Anthropology is vital in the understanding of the diversity of the world through human experience. Personally, I have realized that anthropology is essential in the study of different cultures, and how globalization is changing cultures. Anthropology operates at the intersection between physical sciences and humanities as it strives to explore the diversity of human understanding across different cultures, and in different times. An anthropologist endeavors to study other cultures from the viewpoint of an insider, rather than an outsider. This viewpoint enables him/her to understand why human practices differ based on cultures. Anthropology, when studied in different perspectives, has helped in recognizing the expansive range of human needs. As an economic discipline, anthropology has expounded on the emergence of capitalism, feminism, and socialism (Maurer, 2012). An anthropological research reveals that the well-being of people in most societies relies on their close connection with their environments.

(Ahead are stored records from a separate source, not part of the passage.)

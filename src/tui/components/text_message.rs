use ratatui::buffer::Buffer;
use ratatui::layout::Rect;
use ratatui::style::{Color, Modifier, Style};
use ratatui::widgets::{Block, BorderType, Padding, Paragraph, Widget};

use crate::core::chat::{Role, TextMessage};
use crate::tui::components::code_output::wrap_options;

/// Horizontal padding (per side) between the border and text content.
const CONTENT_PAD_H: u16 = 1;
/// Total horizontal space consumed by borders (1 left + 1 right) and padding.
const HORIZONTAL_OVERHEAD: u16 = 2 + CONTENT_PAD_H * 2;
/// Total vertical space consumed by borders (1 top + 1 bottom).
const VERTICAL_OVERHEAD: u16 = 2;

/// A stateless component that renders one prose message with role-based styling.
///
/// Created fresh each frame. Text is pre-wrapped with `textwrap` so
/// [`calculate_height`](Self::calculate_height) matches the rendered height
/// and the transcript can lay out its scroll canvas without drawing.
#[derive(Clone, Copy)]
pub struct TextMessageView<'a> {
    pub message: &'a TextMessage,
    pub role: Role,
    pub is_selected: bool,
}

impl<'a> TextMessageView<'a> {
    pub fn new(message: &'a TextMessage, role: Role, is_selected: bool) -> Self {
        Self {
            message,
            role,
            is_selected,
        }
    }

    pub fn calculate_height(message: &TextMessage, width: u16) -> u16 {
        let content_width = width.saturating_sub(HORIZONTAL_OVERHEAD);
        if content_width == 0 {
            // Too narrow for borders + padding; still occupy a row.
            return 1;
        }
        u16::try_from(wrapped(&message.content, content_width).len())
            .unwrap_or(u16::MAX)
            .max(1)
            .saturating_add(VERTICAL_OVERHEAD)
    }
}

fn wrapped(content: &str, width: u16) -> Vec<String> {
    let content = content.trim();
    if content.is_empty() {
        return Vec::new();
    }
    textwrap::wrap(content, wrap_options(width as usize))
        .into_iter()
        .map(|l| l.into_owned())
        .collect()
}

impl<'a> Widget for TextMessageView<'a> {
    fn render(self, area: Rect, buf: &mut Buffer) {
        let (label, style) = match self.role {
            Role::User => ("you", Style::default().fg(Color::Green)),
            Role::Assistant => ("assistant", Style::default().fg(Color::Blue)),
        };
        let border_style = if self.is_selected {
            Style::default().fg(Color::Cyan)
        } else {
            style.add_modifier(Modifier::DIM)
        };

        let block = Block::bordered()
            .title(label)
            .border_type(BorderType::Rounded)
            .border_style(border_style)
            .title_style(border_style)
            .padding(Padding::horizontal(CONTENT_PAD_H));
        let inner_area = block.inner(area);
        block.render(area, buf);

        let lines = wrapped(&self.message.content, inner_area.width);
        Paragraph::new(lines.join("\n")).style(style).render(inner_area, buf);
    }
}
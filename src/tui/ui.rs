use ratatui::Frame;
use ratatui::layout::{Constraint, Layout};

use crate::core::project::{ProjectFileManager, ProjectFs};
use crate::core::state::App;
use crate::tui::TuiState;
use crate::tui::component::Component;
use crate::tui::components::{ChatPage, ProjectButtons};

/// Draw one frame: the chat page, the project hint line under it, and the
/// project confirmation dialog on top of everything when one is open.
pub fn draw_ui<F: ProjectFs>(
    frame: &mut Frame,
    app: &mut App,
    tui: &mut TuiState,
    projects: &mut ProjectFileManager<F>,
    spinner_frame: usize,
) {
    use Constraint::{Length, Min};
    let area = frame.area();
    let [page_area, hint_area] = Layout::vertical([Min(0), Length(1)]).areas(area);

    let project_dir = projects.current_project.clone();
    ChatPage {
        state: &mut tui.page,
        app,
        project_dir: project_dir.as_deref(),
        spinner_frame,
    }
    .render(frame, page_area);

    let mut buttons = ProjectButtons::new(projects);
    buttons.render(frame, hint_area);
    buttons.render_dialog(frame, area);
}
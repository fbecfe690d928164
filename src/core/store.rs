//! # Chat Store Contract
//!
//! The operations a code message may invoke on the shared store. Components
//! receive a `&mut dyn ChatStore` instead of reaching for a global, so any
//! implementation (the real [`App`](crate::core::state::App) or a recording
//! fake in tests) can be injected.
//!
//! All mutating operations are fire-and-forget: failures surface later as
//! changed state (an error output, unchanged content), never as a return value.

pub trait ChatStore {
    /// Session-wide "always execute code" preference.
    fn always_execute_code(&self) -> bool;

    /// Whether the code message may be run right now. Derived, never stored.
    fn is_viable_for_running_code(&self, group_id: &str, message_id: &str) -> bool;

    /// Replace a message's content. No validation happens here.
    fn edit_message_content(&mut self, group_id: &str, message_id: &str, content: String);

    /// Remove a message from its group.
    fn remove_message_from_group(&mut self, group_id: &str, message_id: &str);

    /// Request a run of the code message.
    fn do_run(&mut self, group_id: &str, message_id: &str);

    /// Turn on the "always execute code" preference for the rest of the session.
    fn enable_auto_code_execution(&mut self);
}
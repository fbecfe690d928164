//! # Project File Manager
//!
//! Decides whether "New Project" / "Open Project" can proceed directly or
//! needs a confirmation dialog first.
//!
//! ```text
//!                 new_project()                      open_project()
//!                      │                                   │
//!             check directory                      check directory
//!          ┌───────────┴──────────┐            ┌───────────┴──────────┐
//!      IsProject            NotProject     NotProject             IsProject
//!          │                      │            │                      │
//!   new-project dialog      create now   open-project dialog     open now
//!          │                                   │
//!          ├── confirm → open_project_confirmation() ──┤
//!          └── cancel  → reset_is_project_flag()  ─────┘
//! ```

use std::io;
use std::path::{Path, PathBuf};

use log::{info, warn};

/// Directory that marks a folder as a codeconsole project.
pub const PROJECT_MARKER: &str = ".codeconsole";

/// Result of the last directory check.
#[derive(Debug, Clone, Copy, PartialEq, Eq, Default)]
pub enum ProjectDirState {
    #[default]
    Unknown,
    IsProject,
    NotProject,
}

/// File-system side of project handling.
pub trait ProjectFs {
    fn is_project_directory(&self, path: &Path) -> io::Result<bool>;

    /// Make `path` the active project, initializing it if needed.
    fn switch_project(&self, path: &Path) -> io::Result<()>;
}

/// Marker-directory based project detection on the local disk.
pub struct LocalProjectFs;

impl ProjectFs for LocalProjectFs {
    fn is_project_directory(&self, path: &Path) -> io::Result<bool> {
        if !path.is_dir() {
            return Err(io::Error::new(
                io::ErrorKind::NotFound,
                format!("{} is not a directory", path.display()),
            ));
        }
        Ok(path.join(PROJECT_MARKER).is_dir())
    }

    fn switch_project(&self, path: &Path) -> io::Result<()> {
        std::fs::create_dir_all(path.join(PROJECT_MARKER))
    }
}

pub struct ProjectFileManager<F: ProjectFs> {
    fs: F,
    pub directory: PathBuf,
    pub is_project_directory: ProjectDirState,
    pub is_new_project_modal_open: bool,
    pub is_open_project_modal_open: bool,
    /// Directory of the active project, once one has been opened or created.
    pub current_project: Option<PathBuf>,
}

impl<F: ProjectFs> ProjectFileManager<F> {
    pub fn new(fs: F, directory: PathBuf) -> Self {
        Self {
            fs,
            directory,
            is_project_directory: ProjectDirState::Unknown,
            is_new_project_modal_open: false,
            is_open_project_modal_open: false,
            current_project: None,
        }
    }

    /// "New Project": confirm first if the directory already is a project.
    pub fn new_project(&mut self) {
        self.is_project_directory = self.check();
        match self.is_project_directory {
            ProjectDirState::IsProject => self.is_new_project_modal_open = true,
            ProjectDirState::NotProject => {
                self.switch();
            }
            ProjectDirState::Unknown => {}
        }
    }

    /// "Open Project": confirm first if the directory is not a project.
    pub fn open_project(&mut self) {
        self.is_project_directory = self.check();
        match self.is_project_directory {
            ProjectDirState::NotProject => self.is_open_project_modal_open = true,
            ProjectDirState::IsProject => {
                self.switch();
            }
            ProjectDirState::Unknown => {}
        }
    }

    /// Confirm either dialog: open the directory as a project.
    pub fn open_project_confirmation(&mut self) {
        self.switch();
        self.reset_is_project_flag();
    }

    /// Cancel either dialog.
    pub fn reset_is_project_flag(&mut self) {
        self.is_project_directory = ProjectDirState::Unknown;
        self.is_new_project_modal_open = false;
        self.is_open_project_modal_open = false;
    }

    pub fn new_project_dialog_visible(&self) -> bool {
        self.is_project_directory == ProjectDirState::IsProject && self.is_new_project_modal_open
    }

    pub fn open_project_dialog_visible(&self) -> bool {
        self.is_project_directory == ProjectDirState::NotProject && self.is_open_project_modal_open
    }

    fn check(&self) -> ProjectDirState {
        match self.fs.is_project_directory(&self.directory) {
            Ok(true) => ProjectDirState::IsProject,
            Ok(false) => ProjectDirState::NotProject,
            Err(e) => {
                warn!("Project check failed for {}: {}", self.directory.display(), e);
                ProjectDirState::Unknown
            }
        }
    }

    fn switch(&mut self) -> bool {
        match self.fs.switch_project(&self.directory) {
            Ok(()) => {
                info!("Switched to project {}", self.directory.display());
                self.current_project = Some(self.directory.clone());
                true
            }
            Err(e) => {
                warn!("Failed to switch to project {}: {}", self.directory.display(), e);
                false
            }
        }
    }
}
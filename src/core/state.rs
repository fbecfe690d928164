//! # Application State
//!
//! Core business state for codeconsole. Domain logic only; presentation state
//! (fold flags, scroll offsets, editor buffers) lives in the `tui` module.
//!
//! ```text
//! App
//! ├── chat: Chat                        // the open conversation
//! ├── always_execute_code: bool         // session-only preference
//! ├── runnable_languages: HashSet       // languages the runner can execute
//! ├── running: HashSet<(group, msg)>    // runs in flight
//! ├── status_message: String            // top bar text
//! └── pending_effects: Vec<Effect>      // queued for the TUI loop
//! ```
//!
//! `App` is the concrete [`ChatStore`]. Every store operation becomes an
//! [`Action`] fed through [`update`]; the resulting [`Effect`] is queued and
//! drained by the event loop, which performs the actual I/O.

use std::collections::HashSet;

use log::debug;

use crate::core::action::{Action, Effect, update};
use crate::core::chat::{Chat, GroupId, MessageId};
use crate::core::config::ResolvedConfig;
use crate::core::store::ChatStore;

pub struct App {
    pub chat: Chat,
    pub always_execute_code: bool,
    pub runnable_languages: HashSet<String>,
    pub running: HashSet<(GroupId, MessageId)>,
    pub status_message: String,
    pending_effects: Vec<Effect>,
}

impl App {
    pub fn new(chat: Chat, runnable_languages: HashSet<String>) -> Self {
        Self {
            chat,
            always_execute_code: false,
            runnable_languages,
            running: HashSet::new(),
            status_message: String::from("Ready"),
            pending_effects: Vec::new(),
        }
    }

    pub fn from_config(chat: Chat, config: &ResolvedConfig) -> Self {
        let mut app = Self::new(chat, config.interpreters.keys().cloned().collect());
        app.always_execute_code = config.always_execute_code;
        app
    }

    /// True while a run for this message is in flight.
    pub fn is_streaming(&self, group_id: &str, message_id: &str) -> bool {
        self.running
            .contains(&(group_id.to_string(), message_id.to_string()))
    }

    /// Run an action through the reducer and queue its effect.
    pub fn dispatch(&mut self, action: Action) {
        let effect = update(self, action);
        if effect != Effect::None {
            self.pending_effects.push(effect);
        }
    }

    /// Drain queued effects for the event loop.
    pub fn take_effects(&mut self) -> Vec<Effect> {
        std::mem::take(&mut self.pending_effects)
    }
}

impl ChatStore for App {
    fn always_execute_code(&self) -> bool {
        self.always_execute_code
    }

    fn is_viable_for_running_code(&self, group_id: &str, message_id: &str) -> bool {
        let Some(code) = self.chat.code_message(group_id, message_id) else {
            return false;
        };
        self.runnable_languages
            .contains(&code.language.to_lowercase())
            && !self.is_streaming(group_id, message_id)
    }

    fn edit_message_content(&mut self, group_id: &str, message_id: &str, content: String) {
        debug!("store: edit_message_content({group_id}, {message_id})");
        self.dispatch(Action::EditMessageContent {
            group_id: group_id.to_string(),
            message_id: message_id.to_string(),
            content,
        });
    }

    fn remove_message_from_group(&mut self, group_id: &str, message_id: &str) {
        debug!("store: remove_message_from_group({group_id}, {message_id})");
        self.dispatch(Action::RemoveMessage {
            group_id: group_id.to_string(),
            message_id: message_id.to_string(),
        });
    }

    fn do_run(&mut self, group_id: &str, message_id: &str) {
        debug!("store: do_run({group_id}, {message_id})");
        self.dispatch(Action::RunCode {
            group_id: group_id.to_string(),
            message_id: message_id.to_string(),
        });
    }

    fn enable_auto_code_execution(&mut self) {
        debug!("store: enable_auto_code_execution");
        self.dispatch(Action::EnableAutoCodeExecution);
    }
}

#[cfg(test)]
mod tests {
    use super::*;
    use crate::core::chat::OutputKind;
    use crate::test_support::{app_with_code, test_app};

    #[test]
    fn test_app_new_defaults() {
        let app = test_app();
        assert_eq!(app.status_message, "Ready");
        assert!(!app.always_execute_code);
        assert!(app.running.is_empty());
    }

    #[test]
    fn viable_when_language_supported_and_idle() {
        let (app, g, m) = app_with_code("python", "print(1)");
        assert!(app.is_viable_for_running_code(&g, &m));
    }

    #[test]
    fn not_viable_for_unknown_language() {
        let (app, g, m) = app_with_code("cobol", "DISPLAY 'HI'.");
        assert!(!app.is_viable_for_running_code(&g, &m));
    }

    #[test]
    fn not_viable_while_running() {
        let (mut app, g, m) = app_with_code("python", "print(1)");
        app.do_run(&g, &m);
        assert!(app.is_streaming(&g, &m));
        assert!(!app.is_viable_for_running_code(&g, &m));
    }

    #[test]
    fn not_viable_for_missing_message() {
        let (app, g, _) = app_with_code("python", "print(1)");
        assert!(!app.is_viable_for_running_code(&g, "nope"));
    }

    #[test]
    fn do_run_queues_spawn_effect() {
        let (mut app, g, m) = app_with_code("python", "print(1)");
        app.do_run(&g, &m);
        let effects = app.take_effects();
        assert_eq!(effects.len(), 1);
        match &effects[0] {
            Effect::SpawnRuns(requests) => {
                assert_eq!(requests.len(), 1);
                assert_eq!(requests[0].group_id, g);
                assert_eq!(requests[0].message_id, m);
                assert_eq!(requests[0].code, "print(1)");
            }
            other => panic!("expected SpawnRuns, got {other:?}"),
        }
        assert!(app.take_effects().is_empty());
    }

    #[test]
    fn enable_auto_code_execution_sets_preference() {
        let mut app = test_app();
        app.enable_auto_code_execution();
        assert!(app.always_execute_code());
    }

    #[test]
    fn edit_then_remove_through_store() {
        let (mut app, g, m) = app_with_code("sh", "echo a");
        app.edit_message_content(&g, &m, "echo b".into());
        assert_eq!(app.chat.code_message(&g, &m).unwrap().content, "echo b");

        app.remove_message_from_group(&g, &m);
        assert!(app.chat.code_message(&g, &m).is_none());
    }

    #[test]
    fn outputs_after_run_finish_are_appended_in_order() {
        let (mut app, g, m) = app_with_code("sh", "echo a");
        app.do_run(&g, &m);
        app.dispatch(Action::OutputReceived {
            group_id: g.clone(),
            message_id: m.clone(),
            kind: OutputKind::Stdout,
            payload: "a\n".into(),
        });
        app.dispatch(Action::OutputReceived {
            group_id: g.clone(),
            message_id: m.clone(),
            kind: OutputKind::Stderr,
            payload: "warn\n".into(),
        });
        app.dispatch(Action::RunFinished {
            group_id: g.clone(),
            message_id: m.clone(),
        });
        let outputs = &app.chat.code_message(&g, &m).unwrap().outputs;
        assert_eq!(outputs.len(), 2);
        assert_eq!(outputs[0].kind, OutputKind::Stdout);
        assert_eq!(outputs[1].kind, OutputKind::Stderr);
        assert!(!app.is_streaming(&g, &m));
    }
}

Anthropology is an open discipline, which allows other disciplines to be integrated into it. As an economic major student, I believe that anthropology can help in acknowledging change in culture, traditional modes of production, as well as how humans have transformed their traditional thinking into the current exchange markets. Economic concepts have been integrated into anthropology to come up with a sub-discipline called economic anthropology.  Economic anthropology enlightens on human economic behavior within its historic, cultural, and geographic scale. According to Gregory (2009), economic anthropology assists in understanding the modes of production among ancient communities and the mode of production that has bred peasantry and capitalism in the contemporary world.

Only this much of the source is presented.